## [What this task involves]
Type out the data below in its entirety, exactly as given.

## [Data shown]
------------------------------------------------------------------------
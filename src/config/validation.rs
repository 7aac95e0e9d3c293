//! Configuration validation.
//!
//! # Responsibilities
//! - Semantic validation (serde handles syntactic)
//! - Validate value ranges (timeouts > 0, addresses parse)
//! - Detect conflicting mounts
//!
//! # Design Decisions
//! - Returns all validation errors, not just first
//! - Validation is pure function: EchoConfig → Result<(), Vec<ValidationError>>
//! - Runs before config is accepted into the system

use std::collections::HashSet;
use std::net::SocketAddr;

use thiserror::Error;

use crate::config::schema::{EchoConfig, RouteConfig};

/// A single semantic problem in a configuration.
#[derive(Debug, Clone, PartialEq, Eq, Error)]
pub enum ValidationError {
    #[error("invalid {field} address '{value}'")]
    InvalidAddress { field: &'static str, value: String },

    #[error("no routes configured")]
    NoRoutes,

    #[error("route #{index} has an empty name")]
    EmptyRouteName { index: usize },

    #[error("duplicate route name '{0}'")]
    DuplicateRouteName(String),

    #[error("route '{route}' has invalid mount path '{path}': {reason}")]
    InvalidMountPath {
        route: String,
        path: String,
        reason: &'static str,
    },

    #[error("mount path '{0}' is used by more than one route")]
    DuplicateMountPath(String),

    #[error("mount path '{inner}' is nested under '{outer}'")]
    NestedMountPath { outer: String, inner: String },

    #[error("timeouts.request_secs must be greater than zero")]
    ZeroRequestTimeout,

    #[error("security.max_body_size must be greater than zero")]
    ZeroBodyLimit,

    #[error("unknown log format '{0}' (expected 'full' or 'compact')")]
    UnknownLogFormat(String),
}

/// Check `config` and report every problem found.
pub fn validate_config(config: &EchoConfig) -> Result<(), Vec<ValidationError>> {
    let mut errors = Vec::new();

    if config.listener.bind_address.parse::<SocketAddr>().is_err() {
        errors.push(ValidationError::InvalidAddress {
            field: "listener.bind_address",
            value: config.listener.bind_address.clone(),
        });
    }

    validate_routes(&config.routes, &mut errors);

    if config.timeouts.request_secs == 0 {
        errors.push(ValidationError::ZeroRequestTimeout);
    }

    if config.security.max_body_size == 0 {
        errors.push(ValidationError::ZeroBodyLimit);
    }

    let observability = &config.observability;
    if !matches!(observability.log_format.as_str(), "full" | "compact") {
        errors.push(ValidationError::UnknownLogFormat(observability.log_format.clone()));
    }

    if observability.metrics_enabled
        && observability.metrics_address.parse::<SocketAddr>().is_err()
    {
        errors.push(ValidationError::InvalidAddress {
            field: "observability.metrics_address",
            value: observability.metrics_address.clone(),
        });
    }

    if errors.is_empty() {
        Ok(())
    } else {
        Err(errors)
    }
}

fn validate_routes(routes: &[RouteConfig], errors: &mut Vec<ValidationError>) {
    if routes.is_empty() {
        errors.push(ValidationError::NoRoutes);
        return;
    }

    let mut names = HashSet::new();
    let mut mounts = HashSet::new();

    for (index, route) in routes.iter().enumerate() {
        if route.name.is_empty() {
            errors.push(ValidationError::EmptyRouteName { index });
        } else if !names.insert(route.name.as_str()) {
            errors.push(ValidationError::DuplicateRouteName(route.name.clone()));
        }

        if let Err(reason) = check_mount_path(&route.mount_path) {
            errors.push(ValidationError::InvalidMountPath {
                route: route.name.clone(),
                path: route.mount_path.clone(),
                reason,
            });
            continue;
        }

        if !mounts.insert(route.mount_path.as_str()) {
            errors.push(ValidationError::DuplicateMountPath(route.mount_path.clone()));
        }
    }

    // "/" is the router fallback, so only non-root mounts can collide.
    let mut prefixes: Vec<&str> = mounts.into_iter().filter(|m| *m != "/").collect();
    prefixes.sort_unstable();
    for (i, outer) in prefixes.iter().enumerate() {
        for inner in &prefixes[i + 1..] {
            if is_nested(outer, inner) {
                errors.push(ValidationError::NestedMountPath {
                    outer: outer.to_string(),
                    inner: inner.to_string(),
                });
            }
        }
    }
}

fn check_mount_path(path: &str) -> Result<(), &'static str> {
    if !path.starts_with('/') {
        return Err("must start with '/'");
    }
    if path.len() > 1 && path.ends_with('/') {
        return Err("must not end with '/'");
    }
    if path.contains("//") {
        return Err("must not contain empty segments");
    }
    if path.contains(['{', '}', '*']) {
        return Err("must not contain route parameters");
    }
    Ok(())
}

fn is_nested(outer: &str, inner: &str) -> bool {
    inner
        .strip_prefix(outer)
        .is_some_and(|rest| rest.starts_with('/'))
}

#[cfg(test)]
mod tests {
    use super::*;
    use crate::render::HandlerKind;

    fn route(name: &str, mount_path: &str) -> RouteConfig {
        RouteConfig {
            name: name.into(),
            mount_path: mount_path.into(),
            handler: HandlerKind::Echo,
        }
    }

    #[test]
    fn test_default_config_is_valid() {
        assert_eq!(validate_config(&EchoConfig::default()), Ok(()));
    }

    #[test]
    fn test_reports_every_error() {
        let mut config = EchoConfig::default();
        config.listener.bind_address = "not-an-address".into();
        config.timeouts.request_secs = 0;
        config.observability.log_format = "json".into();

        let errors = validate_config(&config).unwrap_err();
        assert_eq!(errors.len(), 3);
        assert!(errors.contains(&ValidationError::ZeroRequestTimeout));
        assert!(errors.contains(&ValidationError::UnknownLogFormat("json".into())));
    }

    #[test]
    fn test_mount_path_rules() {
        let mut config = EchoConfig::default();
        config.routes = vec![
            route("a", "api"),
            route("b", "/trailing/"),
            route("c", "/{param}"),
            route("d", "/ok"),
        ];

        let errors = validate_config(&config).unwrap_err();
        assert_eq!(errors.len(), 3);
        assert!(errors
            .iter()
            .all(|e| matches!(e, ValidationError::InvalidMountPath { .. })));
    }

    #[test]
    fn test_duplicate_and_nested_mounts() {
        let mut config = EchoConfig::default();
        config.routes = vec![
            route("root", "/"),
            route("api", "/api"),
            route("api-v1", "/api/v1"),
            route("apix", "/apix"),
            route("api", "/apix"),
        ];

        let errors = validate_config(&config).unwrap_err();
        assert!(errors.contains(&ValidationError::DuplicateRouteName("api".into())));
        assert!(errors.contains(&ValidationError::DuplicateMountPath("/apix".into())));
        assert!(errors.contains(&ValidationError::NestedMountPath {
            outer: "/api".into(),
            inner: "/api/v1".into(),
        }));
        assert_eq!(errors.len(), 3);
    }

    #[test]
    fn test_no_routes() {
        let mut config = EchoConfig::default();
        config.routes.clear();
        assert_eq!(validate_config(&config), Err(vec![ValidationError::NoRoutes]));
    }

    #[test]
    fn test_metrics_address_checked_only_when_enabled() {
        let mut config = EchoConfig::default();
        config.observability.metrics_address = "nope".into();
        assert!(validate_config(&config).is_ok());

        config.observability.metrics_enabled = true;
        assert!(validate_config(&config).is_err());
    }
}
------------------------------------------------------------------------
## [Solved problem]
filename src/config/validation.rs
repository 7aac95e0e9d3c293
//! Configuration validation.
//!
//! # Responsibilities
//! - Semantic validation (serde handles syntactic)
//! - Validate value ranges (timeouts > 0, addresses parse)
//! - Detect conflicting mounts
//!
//! # Design Decisions
//! - Returns all validation errors, not just first
//! - Validation is pure function: EchoConfig → Result<(), Vec<ValidationError>>
//! - Runs before config is accepted into the system

use std::collections::HashSet;
use std::net::SocketAddr;

use thiserror::Error;

use crate::config::schema::{EchoConfig, RouteConfig};

/// A single semantic problem in a configuration.
#[derive(Debug, Clone, PartialEq, Eq, Error)]
pub enum ValidationError {
    #[error("invalid {field} address '{value}'")]
    InvalidAddress { field: &'static str, value: String },

    #[error("no routes configured")]
    NoRoutes,

    #[error("route #{index} has an empty name")]
    EmptyRouteName { index: usize },

    #[error("duplicate route name '{0}'")]
    DuplicateRouteName(String),

    #[error("route '{route}' has invalid mount path '{path}': {reason}")]
    InvalidMountPath {
        route: String,
        path: String,
        reason: &'static str,
    },

    #[error("mount path '{0}' is used by more than one route")]
    DuplicateMountPath(String),

    #[error("mount path '{inner}' is nested under '{outer}'")]
    NestedMountPath { outer: String, inner: String },

    #[error("timeouts.request_secs must be greater than zero")]
    ZeroRequestTimeout,

    #[error("security.max_body_size must be greater than zero")]
    ZeroBodyLimit,

    #[error("unknown log format '{0}' (expected 'full' or 'compact')")]
    UnknownLogFormat(String),
}

/// Check `config` and report every problem found.
pub fn validate_config(config: &EchoConfig) -> Result<(), Vec<ValidationError>> {
    let mut errors = Vec::new();

    if config.listener.bind_address.parse::<SocketAddr>().is_err() {
        errors.push(ValidationError::InvalidAddress {
            field: "listener.bind_address",
            value: config.listener.bind_address.clone(),
        });
    }

    validate_routes(&config.routes, &mut errors);

    if config.timeouts.request_secs == 0 {
        errors.push(ValidationError::ZeroRequestTimeout);
    }

    if config.security.max_body_size == 0 {
        errors.push(ValidationError::ZeroBodyLimit);
    }

    let observability = &config.observability;
    if !matches!(observability.log_format.as_str(), "full" | "compact") {
        errors.push(ValidationError::UnknownLogFormat(observability.log_format.clone()));
    }

    if observability.metrics_enabled
        && observability.metrics_address.parse::<SocketAddr>().is_err()
    {
        errors.push(ValidationError::InvalidAddress {
            field: "observability.metrics_address",
            value: observability.metrics_address.clone(),
        });
    }

    if errors.is_empty() {
        Ok(())
    } else {
        Err(errors)
    }
}

fn validate_routes(routes: &[RouteConfig], errors: &mut Vec<ValidationError>) {
    if routes.is_empty() {
        errors.push(ValidationError::NoRoutes);
        return;
    }

    let mut names = HashSet::new();
    let mut mounts = HashSet::new();

    for (index, route) in routes.iter().enumerate() {
        if route.name.is_empty() {
            errors.push(ValidationError::EmptyRouteName { index });
        } else if !names.insert(route.name.as_str()) {
            errors.push(ValidationError::DuplicateRouteName(route.name.clone()));
        }

        if let Err(reason) = check_mount_path(&route.mount_path) {
            errors.push(ValidationError::InvalidMountPath {
                route: route.name.clone(),
                path: route.mount_path.clone(),
                reason,
            });
            continue;
        }

        if !mounts.insert(route.mount_path.as_str()) {
            errors.push(ValidationError::DuplicateMountPath(route.mount_path.clone()));
        }
    }

    // "/" is the router fallback, so only non-root mounts can collide.
    let mut prefixes: Vec<&str> = mounts.into_iter().filter(|m| *m != "/").collect();
    prefixes.sort_unstable();
    for (i, outer) in prefixes.iter().enumerate() {
        for inner in &prefixes[i + 1..] {
            if is_nested(outer, inner) {
                errors.push(ValidationError::NestedMountPath {
                    outer: outer.to_string(),
                    inner: inner.to_string(),
                });
            }
        }
    }
}

fn check_mount_path(path: &str) -> Result<(), &'static str> {
    if !path.starts_with('/') {
        return Err("must start with '/'");
    }
    if path.len() > 1 && path.ends_with('/') {
        return Err("must not end with '/'");
    }
    if path.contains("//") {
        return Err("must not contain empty segments");
    }
    if path.contains(['{', '}', '*']) {
        return Err("must not contain route parameters");
    }
    Ok(())
}

fn is_nested(outer: &str, inner: &str) -> bool {
    inner
        .strip_prefix(outer)
        .is_some_and(|rest| rest.starts_with('/'))
}

#[cfg(test)]
mod tests {
    use super::*;
    use crate::render::HandlerKind;

    fn route(name: &str, mount_path: &str) -> RouteConfig {
        RouteConfig {
            name: name.into(),
            mount_path: mount_path.into(),
            handler: HandlerKind::Echo,
        }
    }

    #[test]
    fn test_default_config_is_valid() {
        assert_eq!(validate_config(&EchoConfig::default()), Ok(()));
    }

    #[test]
    fn test_reports_every_error() {
        let mut config = EchoConfig::default();
        config.listener.bind_address = "not-an-address".into();
        config.timeouts.request_secs = 0;
        config.observability.log_format = "json".into();

        let errors = validate_config(&config).unwrap_err();
        assert_eq!(errors.len(), 3);
        assert!(errors.contains(&ValidationError::ZeroRequestTimeout));
        assert!(errors.contains(&ValidationError::UnknownLogFormat("json".into())));
    }

    #[test]
    fn test_mount_path_rules() {
        let mut config = EchoConfig::default();
        config.routes = vec![
            route("a", "api"),
            route("b", "/trailing/"),
            route("c", "/{param}"),
            route("d", "/ok"),
        ];

        let errors = validate_config(&config).unwrap_err();
        assert_eq!(errors.len(), 3);
        assert!(errors
            .iter()
            .all(|e| matches!(e, ValidationError::InvalidMountPath { .. })));
    }

    #[test]
    fn test_duplicate_and_nested_mounts() {
        let mut config = EchoConfig::default();
        config.routes = vec![
            route("root", "/"),
            route("api", "/api"),
            route("api-v1", "/api/v1"),
            route("apix", "/apix"),
            route("api", "/apix"),
        ];

        let errors = validate_config(&config).unwrap_err();
        assert!(errors.contains(&ValidationError::DuplicateRouteName("api".into())));
        assert!(errors.contains(&ValidationError::DuplicateMountPath("/apix".into())));
        assert!(errors.contains(&ValidationError::NestedMountPath {
            outer: "/api".into(),
            inner: "/api/v1".into(),
        }));
        assert_eq!(errors.len(), 3);
    }

    #[test]
    fn test_no_routes() {
        let mut config = EchoConfig::default();
        config.routes.clear();
        assert_eq!(validate_config(&config), Err(vec![ValidationError::NoRoutes]));
    }

    #[test]
    fn test_metrics_address_checked_only_when_enabled() {
        let mut config = EchoConfig::default();
        config.observability.metrics_address = "nope".into();
        assert!(validate_config(&config).is_ok());

        config.observability.metrics_enabled = true;
        assert!(validate_config(&config).is_err());
    }
}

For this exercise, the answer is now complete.